| WORK INSTRUCTIONS |
Count, in the entries below, the lines in which "HeaderMap" occurs. Give the number, nothing more.

| GIVEN RECORDS |

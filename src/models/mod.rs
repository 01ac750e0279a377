pub mod blog;
mod shared;
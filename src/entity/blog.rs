use sea_orm::entity::prelude::*;
use serde::{Deserialize, Serialize};

#[sea_orm::model]
#[derive(Clone, Debug, PartialEq, Eq, DeriveEntityModel, Serialize, Deserialize)]
#[sea_orm(table_name = "blog")]
pub struct Model {
    #[sea_orm(primary_key, auto_increment = false)]
    pub id: Uuid,

    pub title: String,
    pub author: Option<String>,
    pub url: String,
    pub likes: i64,

    /// Fixed at creation, never reassigned.
    pub owner_id: Uuid,
    #[sea_orm(belongs_to, from = "owner_id", to = "id")]
    pub owner: HasOne<super::user::Entity>,

    pub created_at: DateTimeUtc,
}

impl ActiveModelBehavior for ActiveModel {}
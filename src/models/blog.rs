use serde::{Deserialize, Serialize};

use crate::error::AppError;
use crate::store::{BlogPatch, BlogRecord, UserRecord};

use super::shared::double_option;

#[derive(Deserialize, utoipa::ToSchema)]
pub struct CreateBlogRequest {
    pub title: String,
    pub author: Option<String>,
    pub url: String,
    /// Defaults to 0 when omitted.
    pub likes: Option<i64>,
}

#[derive(Deserialize, Default, PartialEq, utoipa::ToSchema)]
pub struct UpdateBlogRequest {
    pub title: Option<String>,
    /// Omit to leave unchanged, null to clear, or provide a value.
    #[serde(default, deserialize_with = "double_option")]
    #[schema(value_type = Option<String>)]
    pub author: Option<Option<String>>,
    pub url: Option<String>,
    pub likes: Option<i64>,
}

#[derive(Serialize, utoipa::ToSchema)]
pub struct BlogResponse {
    pub id: String,
    pub title: String,
    pub author: Option<String>,
    pub url: String,
    pub likes: i64,
    pub owner_id: String,
}

/// The owner fields exposed on the list endpoint. Nothing beyond id,
/// username, and display name leaves the service.
#[derive(Serialize, utoipa::ToSchema)]
pub struct OwnerSummary {
    pub id: String,
    pub username: String,
    pub name: String,
}

#[derive(Serialize, utoipa::ToSchema)]
pub struct BlogWithOwner {
    pub id: String,
    pub title: String,
    pub author: Option<String>,
    pub url: String,
    pub likes: i64,
    /// `null` if the owning user record cannot currently be resolved.
    pub owner: Option<OwnerSummary>,
}

impl From<BlogRecord> for BlogResponse {
    fn from(r: BlogRecord) -> Self {
        Self {
            id: r.id,
            title: r.title,
            author: r.author,
            url: r.url,
            likes: r.likes,
            owner_id: r.owner_id,
        }
    }
}

impl From<UserRecord> for OwnerSummary {
    fn from(u: UserRecord) -> Self {
        Self {
            id: u.id,
            username: u.username,
            name: u.name,
        }
    }
}

impl BlogWithOwner {
    pub fn new(record: BlogRecord, owner: Option<UserRecord>) -> Self {
        Self {
            id: record.id,
            title: record.title,
            author: record.author,
            url: record.url,
            likes: record.likes,
            owner: owner.map(OwnerSummary::from),
        }
    }
}

impl From<UpdateBlogRequest> for BlogPatch {
    fn from(req: UpdateBlogRequest) -> Self {
        Self {
            title: req.title,
            author: req.author,
            url: req.url,
            likes: req.likes,
        }
    }
}

pub fn validate_create_blog(req: &CreateBlogRequest) -> Result<(), AppError> {
    if req.title.trim().is_empty() {
        return Err(AppError::Validation("Title must not be empty".into()));
    }
    if req.url.trim().is_empty() {
        return Err(AppError::Validation("URL must not be empty".into()));
    }
    validate_likes(req.likes)
}

/// Update is free-form field replacement; the only invariant re-checked here
/// is that the like count stays non-negative.
pub fn validate_update_blog(req: &UpdateBlogRequest) -> Result<(), AppError> {
    validate_likes(req.likes)
}

fn validate_likes(likes: Option<i64>) -> Result<(), AppError> {
    if let Some(likes) = likes
        && likes < 0
    {
        return Err(AppError::Validation("Likes must not be negative".into()));
    }
    Ok(())
}
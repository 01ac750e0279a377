use serde::{Deserialize, Deserializer};

/// Serde helper for replacement semantics on nullable fields.
///
/// * JSON field absent  => `None`          (don't update)
/// * JSON field = null  => `Some(None)`    (clear the value)
/// * JSON field = value => `Some(Some(v))` (set to value)
pub fn double_option<'de, D, T>(deserializer: D) -> Result<Option<Option<T>>, D::Error>
where
    D: Deserializer<'de>,
    T: Deserialize<'de>,
{
    Ok(Some(Option::deserialize(deserializer)?))
}
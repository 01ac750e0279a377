use axum::{
    extract::{FromRef, FromRequestParts},
    http::{HeaderMap, request::Parts},
};

use crate::error::AppError;
use crate::state::AppState;

/// Authenticated subject extracted from the `Authorization: Bearer <token>`
/// header.
///
/// Add this as a handler parameter when the credential must be resolved
/// before anything else (the create path). The delete path instead checks
/// record existence first and calls [`bearer_token`] by hand.
pub struct AuthUser {
    pub user_id: String,
}

/// Pull the bearer token out of the Authorization header.
pub fn bearer_token(headers: &HeaderMap) -> Result<&str, AppError> {
    let value = headers
        .get("Authorization")
        .and_then(|v| v.to_str().ok())
        .ok_or(AppError::TokenMissing)?;

    value.strip_prefix("Bearer ").ok_or(AppError::TokenInvalid)
}

impl<S> FromRequestParts<S> for AuthUser
where
    AppState: FromRef<S>,
    S: Send + Sync,
{
    type Rejection = AppError;

    async fn from_request_parts(parts: &mut Parts, state: &S) -> Result<Self, Self::Rejection> {
        let app = AppState::from_ref(state);
        let token = bearer_token(&parts.headers)?;
        let user_id = app.verifier.verify(token)?;

        Ok(AuthUser { user_id })
    }
}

| RESULT |
2